Friday, February 8, 2013

Question: How to use lecithin as the emulsifier in your lotions?

I've been asked this question a lot over the last two weeks and the answer is simple: Lecithin can't be used as the sole emulsifier in an oil in water lotion like product. Don't get me wrong - I love lecithin as an emollient and as a water absorber in a few of my mostly oil based products - but it isn't a full emulsifier on its own for a lotion. The short answer is this: If you want to use lecithin as an emulsifier in your products, you have to create your own emulsifier using the HLB system or hydrophilic-lipophilic system. 

I really encourage you to click on this post (shorter, summary) or this one (longer, introduction to a series) to see what the HLB is all about before reading further...It's okay, I can wait. 

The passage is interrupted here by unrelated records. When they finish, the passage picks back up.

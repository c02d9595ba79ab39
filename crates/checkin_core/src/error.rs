use thiserror::Error;

#[derive(Debug, Error)]
pub enum ClientError {
    #[error("invalid server url '{url}': {source}")]
    InvalidUrl {
        url: String,
        #[source]
        source: url::ParseError,
    },
    #[error("team id must not be empty")]
    EmptyTeamId,
    #[error("request failed: {0}")]
    Transport(#[from] reqwest::Error),
    /// Error text reported by the backend in an `{"error": ...}` body.
    #[error("{0}")]
    Backend(String),
    /// A JSON body with neither an `error` nor a `team` object.
    #[error("server response (HTTP {status}) has no team details")]
    MissingTeam { status: u16 },
    #[error("server returned HTTP {status}: {body}")]
    UnexpectedStatus { status: u16, body: String },
    #[error("could not decode server response: {0}")]
    Decode(#[from] serde_json::Error),
}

How to do this? You would get the HLB value for your lecithin - 4, 7, or 9.7 (ask your supplier) - and combine it with an emulsifier that works out well mathematically. If you have an HLB value of 4, you would choose something much higher, say polysorbate 80 with an HLB value of 15, to combine with it. If you have an HLB value of 9.7, you'd choose something with a much lower number, like glycol distearate with an HLB value of 1. You'd figure out the HLB value of your oil phase - all the things that could be considered oil soluble in your product, such as your oils, butters, fatty acids, fatty alcohols, silicones, etc. - and then calculate how much of each emulsifier you'll need.

Here's a post on how to work on the figures for the HLB system. And click here to see the list of the emulsifiers and their values (scroll down to page 10).

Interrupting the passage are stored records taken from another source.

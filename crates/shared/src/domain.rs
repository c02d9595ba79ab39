use std::{fmt, str::FromStr};

use serde::{Deserialize, Serialize};

use crate::error::ParseFlagError;

macro_rules! id_newtype {
    ($name:ident) => {
        #[derive(Debug, Clone, PartialEq, Eq, Hash, PartialOrd, Ord, Serialize, Deserialize)]
        #[serde(transparent)]
        pub struct $name(pub String);

        impl $name {
            pub fn new(value: impl Into<String>) -> Self {
                Self(value.into())
            }

            pub fn as_str(&self) -> &str {
                &self.0
            }
        }

        impl fmt::Display for $name {
            fn fmt(&self, f: &mut fmt::Formatter<'_>) -> fmt::Result {
                f.write_str(&self.0)
            }
        }

        impl From<&str> for $name {
            fn from(value: &str) -> Self {
                Self(value.to_string())
            }
        }
    };
}

id_newtype!(TeamId);
id_newtype!(MemberId);

/// One attendance checkpoint. Declaration order is the fixed display order of
/// the roster table columns.
#[derive(Debug, Clone, Copy, PartialEq, Eq, Hash, Serialize, Deserialize)]
pub enum AttendanceFlag {
    #[serde(rename = "check_in")]
    CheckIn,
    #[serde(rename = "snacks")]
    Refreshment1,
    #[serde(rename = "round1")]
    Round1,
    #[serde(rename = "dinner")]
    Dinner,
    #[serde(rename = "refresh2")]
    Refreshment2,
    #[serde(rename = "round2")]
    Round2,
    #[serde(rename = "refresh3")]
    Refreshment3,
    #[serde(rename = "round3")]
    Round3,
    #[serde(rename = "check_out")]
    CheckOut,
}

pub const FLAG_COUNT: usize = 9;

impl AttendanceFlag {
    pub const ALL: [AttendanceFlag; FLAG_COUNT] = [
        AttendanceFlag::CheckIn,
        AttendanceFlag::Refreshment1,
        AttendanceFlag::Round1,
        AttendanceFlag::Dinner,
        AttendanceFlag::Refreshment2,
        AttendanceFlag::Round2,
        AttendanceFlag::Refreshment3,
        AttendanceFlag::Round3,
        AttendanceFlag::CheckOut,
    ];

    pub fn index(self) -> usize {
        self as usize
    }

    /// Column name used by the backend.
    pub fn wire_name(self) -> &'static str {
        match self {
            AttendanceFlag::CheckIn => "check_in",
            AttendanceFlag::Refreshment1 => "snacks",
            AttendanceFlag::Round1 => "round1",
            AttendanceFlag::Dinner => "dinner",
            AttendanceFlag::Refreshment2 => "refresh2",
            AttendanceFlag::Round2 => "round2",
            AttendanceFlag::Refreshment3 => "refresh3",
            AttendanceFlag::Round3 => "round3",
            AttendanceFlag::CheckOut => "check_out",
        }
    }

    pub fn label(self) -> &'static str {
        match self {
            AttendanceFlag::CheckIn => "check-in",
            AttendanceFlag::Refreshment1 => "refreshment-1",
            AttendanceFlag::Round1 => "round-1",
            AttendanceFlag::Dinner => "dinner",
            AttendanceFlag::Refreshment2 => "refreshment-2",
            AttendanceFlag::Round2 => "round-2",
            AttendanceFlag::Refreshment3 => "refreshment-3",
            AttendanceFlag::Round3 => "round-3",
            AttendanceFlag::CheckOut => "check-out",
        }
    }
}

impl fmt::Display for AttendanceFlag {
    fn fmt(&self, f: &mut fmt::Formatter<'_>) -> fmt::Result {
        f.write_str(self.label())
    }
}

impl FromStr for AttendanceFlag {
    type Err = ParseFlagError;

    /// Accepts the display label, the backend column name, or a 1-based column
    /// number.
    fn from_str(raw: &str) -> Result<Self, Self::Err> {
        let needle = raw.trim().to_ascii_lowercase();
        if let Ok(column) = needle.parse::<usize>() {
            return column
                .checked_sub(1)
                .and_then(|index| Self::ALL.get(index).copied())
                .ok_or_else(|| ParseFlagError(raw.to_string()));
        }

        Self::ALL
            .into_iter()
            .find(|flag| flag.label() == needle || flag.wire_name() == needle)
            .ok_or_else(|| ParseFlagError(raw.to_string()))
    }
}

#[derive(Debug, Clone, Copy, Default, PartialEq, Eq)]
pub struct AttendanceFlags([bool; FLAG_COUNT]);

impl AttendanceFlags {
    pub fn get(&self, flag: AttendanceFlag) -> bool {
        self.0[flag.index()]
    }

    pub fn set(&mut self, flag: AttendanceFlag, checked: bool) {
        self.0[flag.index()] = checked;
    }

    pub fn with(mut self, flag: AttendanceFlag, checked: bool) -> Self {
        self.set(flag, checked);
        self
    }

    pub fn iter(&self) -> impl Iterator<Item = (AttendanceFlag, bool)> + '_ {
        AttendanceFlag::ALL
            .into_iter()
            .map(move |flag| (flag, self.get(flag)))
    }
}

impl From<[bool; FLAG_COUNT]> for AttendanceFlags {
    fn from(value: [bool; FLAG_COUNT]) -> Self {
        Self(value)
    }
}

#[derive(Debug, Clone, PartialEq, Eq)]
pub struct MemberRecord {
    pub member_id: MemberId,
    pub member_name: String,
    pub flags: AttendanceFlags,
}

/// Team metadata and roster as returned by a successful lookup.
#[derive(Debug, Clone, PartialEq, Eq)]
pub struct TeamDetails {
    pub team_name: String,
    pub members: Vec<MemberRecord>,
}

And that's the tricky part of working with the HLB system. It's hard to know how much of each emulsifier to use. Some people start with 2% total emulsifier, others 4%, and still others 6%. It takes time to create a good emulsification system with the HLB system, and even then you might not like the skin feel. Beginners who have never made lotion should not start out with the HLB system - you don't know how a successful lotion should look or feel, so how will you know that you've created something successful?

If you're new to making lotions, please go buy an all in one emulsification system like Polawax, Incroquat BTMS-50, Ritamulse SCG, Ritamulse BTMS-225, and so on. Please don't start by creating your own emulsifiers! And please don't start off by making your own recipes! Use something tried and true that works well. (Click here for a post on that topic!)

Related posts:
Emulsifying systems - e-wax, Polawax, and Incroquat BTMS-50
Ritamulse SCG
Ritamulse BTMS-225


melian1 said...

there is more to which lecithin you use than just its hlb, too. here is a comparison of soy and egg lecithin properties: and

and here is info on just the soy:

Anonymous said...


Please look at the page I created that explains a better way to find the percentages for the emulsifiers when using the HLB system.

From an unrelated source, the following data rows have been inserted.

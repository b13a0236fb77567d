//! The default `KeyStore`: a single `parking_lot::Mutex` guarding a
//! `HashMap`. One mutex over every operation reproduces the "coarse-grained
//! lock... correctness aid, not a bottleneck by design" note of §9 exactly —
//! it is what makes the compound reads and the counter-plus-expiry-start
//! write atomic.

use std::collections::HashMap;

use async_trait::async_trait;
use parking_lot::Mutex;
use proxy_core::method::Method;
use proxy_core::{algebra, expiry, CoreError, KeyRecord};

use super::{CounterView, KeyStore, MethodView, PutView};

#[derive(Default)]
pub struct MemoryKeyStore {
    records: Mutex<HashMap<String, KeyRecord>>,
}

impl MemoryKeyStore {
    #[must_use]
    pub fn new() -> Self {
        Self::default()
    }
}

/// Returns a mutable reference to the live (non-expired) record, deleting
/// and returning `KeyExpired` if it has lapsed. Every public method on this
/// store funnels through here so expiry is evaluated on every access (§4.2).
fn live_record_mut<'a>(map: &'a mut HashMap<String, KeyRecord>, key_value: &str, now_millis: i64) -> Result<&'a mut KeyRecord, CoreError> {
    let expired = match map.get(key_value) {
        None => return Err(CoreError::NotFound),
        Some(record) => record.is_expired_at(now_millis),
    };
    if expired {
        map.remove(key_value);
        return Err(CoreError::KeyExpired);
    }
    Ok(map.get_mut(key_value).expect("presence checked above"))
}

#[async_trait]
impl KeyStore for MemoryKeyStore {
    async fn insert(&self, record: KeyRecord) -> Result<(), CoreError> {
        let mut guard = self.records.lock();
        if guard.contains_key(&record.key_value) {
            return Err(CoreError::DuplicateKey);
        }
        guard.insert(record.key_value.clone(), record);
        Ok(())
    }

    async fn get(&self, key_value: &str, now_millis: i64) -> Result<KeyRecord, CoreError> {
        let mut guard = self.records.lock();
        live_record_mut(&mut guard, key_value, now_millis).map(|r| r.clone())
    }

    async fn delete(&self, key_value: &str) {
        self.records.lock().remove(key_value);
    }

    async fn read_endpoint_method(&self, key_value: &str, endpoint_name: &str, method: Method, now_millis: i64) -> Result<MethodView, CoreError> {
        let mut guard = self.records.lock();
        let record = live_record_mut(&mut guard, key_value, now_millis)?;
        let endpoint = record.endpoints.get(endpoint_name).ok_or(CoreError::Unauthorized)?;
        let permitted = algebra::permission_flag(endpoint, method).unwrap_or(false);
        Ok(MethodView { path: endpoint.path.clone(), permitted })
    }

    async fn read_put_view(&self, key_value: &str, endpoint_name: &str, now_millis: i64) -> Result<PutView, CoreError> {
        let mut guard = self.records.lock();
        let record = live_record_mut(&mut guard, key_value, now_millis)?;
        let endpoint = record.endpoints.get(endpoint_name).ok_or(CoreError::Unauthorized)?;
        Ok(PutView {
            path: endpoint.path.clone(),
            permitted: endpoint.put,
            put_count: endpoint.put_count,
            max_put: endpoint.max_put,
            put_types: endpoint.put_types.clone(),
            max_put_size: endpoint.max_put_size,
        })
    }

    async fn read_mkcol_view(&self, key_value: &str, endpoint_name: &str, now_millis: i64) -> Result<CounterView, CoreError> {
        let mut guard = self.records.lock();
        let record = live_record_mut(&mut guard, key_value, now_millis)?;
        let endpoint = record.endpoints.get(endpoint_name).ok_or(CoreError::Unauthorized)?;
        Ok(CounterView { path: endpoint.path.clone(), permitted: endpoint.mkcol, count: endpoint.mkcol_count, max: endpoint.max_mkcol })
    }

    async fn read_get_view(&self, key_value: &str, endpoint_name: &str, now_millis: i64) -> Result<CounterView, CoreError> {
        let mut guard = self.records.lock();
        let record = live_record_mut(&mut guard, key_value, now_millis)?;
        let endpoint = record.endpoints.get(endpoint_name).ok_or(CoreError::Unauthorized)?;
        Ok(CounterView { path: endpoint.path.clone(), permitted: endpoint.get, count: endpoint.get_count, max: endpoint.max_get })
    }

    async fn increment_counter(&self, key_value: &str, endpoint_name: &str, method: Method, now_millis: i64) -> Result<(), CoreError> {
        let mut guard = self.records.lock();
        let record = live_record_mut(&mut guard, key_value, now_millis)?;

        if expiry::should_start_on_method(record.initiate_expire, method, record.expire_started) {
            record.expire_started = true;
            record.expire_start_time = now_millis;
        }

        let endpoint = record.endpoints.get_mut(endpoint_name).ok_or(CoreError::Unauthorized)?;
        match method {
            Method::Put => endpoint.put_count += 1,
            Method::Get => endpoint.get_count += 1,
            Method::Mkcol => endpoint.mkcol_count += 1,
            other => return Err(CoreError::Internal(format!("increment_counter called for non-counted method {other}"))),
        }
        Ok(())
    }

    async fn scan(&self, now_millis: i64) -> Vec<KeyRecord> {
        self.records
            .lock()
            .values()
            .filter(|record| !record.is_expired_at(now_millis))
            .cloned()
            .collect()
    }

    async fn sweep_expired(&self, now_millis: i64) -> usize {
        let mut guard = self.records.lock();
        let expired: Vec<String> = guard
            .iter()
            .filter(|(_, record)| record.is_expired_at(now_millis))
            .map(|(k, _)| k.clone())
            .collect();
        for key in &expired {
            guard.remove(key);
        }
        expired.len()
    }
}

#[cfg(test)]
mod tests {
    use super::*;
    use proxy_core::types::InitiateExpire;
    use std::collections::BTreeMap;

    fn sample_record(key_value: &str, expire_delta: i64, initiate: InitiateExpire) -> KeyRecord {
        let mut endpoints = BTreeMap::new();
        endpoints.insert(
            "root".to_string(),
            proxy_core::types::Endpoint {
                path: "/".to_string(),
                copy: false,
                del: false,
                get: true,
                head: false,
                lock: false,
                mkcol: true,
                options: false,
                post: false,
                propfind: false,
                put: true,
                trace: false,
                unlock: false,
                get_count: 0,
                max_get: 100,
                put_count: 0,
                max_put: 5,
                mkcol_count: 0,
                max_mkcol: 100,
                max_put_size: 1_000_000,
                put_types: std::collections::BTreeSet::from(["any".to_string()]),
            },
        );
        let (expire_started, expire_start_time) = proxy_core::expiry::initial_state(initiate, 0);
        KeyRecord { key_value: key_value.to_string(), can_create_child: true, endpoints, initiate_expire: initiate, expire_delta, expire_started, expire_start_time }
    }

    #[tokio::test]
    async fn insert_then_get_round_trips() {
        let store = MemoryKeyStore::new();
        let record = sample_record("k1", 1000, InitiateExpire::Creation);
        store.insert(record.clone()).await.unwrap();
        let fetched = store.get("k1", 0).await.unwrap();
        assert_eq!(fetched.key_value, "k1");
    }

    #[tokio::test]
    async fn duplicate_insert_rejected() {
        let store = MemoryKeyStore::new();
        store.insert(sample_record("k1", 1000, InitiateExpire::Never)).await.unwrap();
        let err = store.insert(sample_record("k1", 1000, InitiateExpire::Never)).await.unwrap_err();
        assert!(matches!(err, CoreError::DuplicateKey));
    }

    #[tokio::test]
    async fn get_missing_key_is_not_found() {
        let store = MemoryKeyStore::new();
        assert!(matches!(store.get("missing", 0).await.unwrap_err(), CoreError::NotFound));
    }

    #[tokio::test]
    async fn put_quota_and_expiry_latch_on_increment() {
        let store = MemoryKeyStore::new();
        store.insert(sample_record("k1", 1000, InitiateExpire::Put)).await.unwrap();

        let view = store.read_put_view("k1", "root", 0).await.unwrap();
        assert!(view.permitted);
        assert_eq!(view.put_count, 0);

        store.increment_counter("k1", "root", Method::Put, 500).await.unwrap();

        let record = store.get("k1", 0).await.unwrap();
        assert!(record.expire_started);
        assert_eq!(record.expire_start_time, 500);
        assert_eq!(record.endpoints["root"].put_count, 1);

        // Latches once: a second increment must not move expire_start_time.
        store.increment_counter("k1", "root", Method::Put, 900).await.unwrap();
        let record = store.get("k1", 0).await.unwrap();
        assert_eq!(record.expire_start_time, 500);
        assert_eq!(record.endpoints["root"].put_count, 2);
    }

    #[tokio::test]
    async fn expired_key_is_deleted_on_access() {
        let store = MemoryKeyStore::new();
        store.insert(sample_record("k1", 1, InitiateExpire::Creation)).await.unwrap();

        let err = store.read_endpoint_method("k1", "root", Method::Get, 100).await.unwrap_err();
        assert!(matches!(err, CoreError::KeyExpired));

        assert!(matches!(store.get("k1", 0).await.unwrap_err(), CoreError::NotFound));
    }

    #[tokio::test]
    async fn sweep_removes_only_expired_records() {
        let store = MemoryKeyStore::new();
        store.insert(sample_record("fresh", 1000, InitiateExpire::Creation)).await.unwrap();
        store.insert(sample_record("stale", 1, InitiateExpire::Creation)).await.unwrap();

        let removed = store.sweep_expired(100).await;
        assert_eq!(removed, 1);
        assert!(store.get("fresh", 0).await.is_ok());
        assert!(store.get("stale", 0).await.is_err());
    }

    #[tokio::test]
    async fn unknown_endpoint_is_unauthorized() {
        let store = MemoryKeyStore::new();
        store.insert(sample_record("k1", 1000, InitiateExpire::Never)).await.unwrap();
        let err = store.read_endpoint_method("k1", "nope", Method::Get, 0).await.unwrap_err();
        assert!(matches!(err, CoreError::Unauthorized));
    }
}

Since you work with youths, I think it is important for them to learn how some of the concepts they are learning about in school mathematics is related to more advanced mathematics.

I think this because when I took some material engineering courses, I was really surprised by how many of the students were really stumped by what I thought was pretty straight forward mathematics. It kind of scares me knowing that many, many engineers find math really challenging...and they're not even writing proofs or anything like that.


Susan Barclay-Nichols said...

Hi Alexis! Great post. Have you visited my blog often? I ask because I get the feeling you aren't familiar with my writing style or way of sharing information. Did you see the post with the formula for figuring out the HLB? It is a much easier way if figuring it all out, but I didn't start there for fear if scaring off the self-described math-o-phones. I try to explain everything I'm doing in a few different ways to reduce math anxiety. Some people get frazzled when they see percentages, others can handle algebra, and still others see calculus and think "Bring it on!" I try to cater to all those interest levels, and if you read the series on the HLB system, I think I managed to do that. It is all about creating a safe space for someone to feel comfortable to let that anxiety go, to lose that fear of failure, so we can work together to learn something new.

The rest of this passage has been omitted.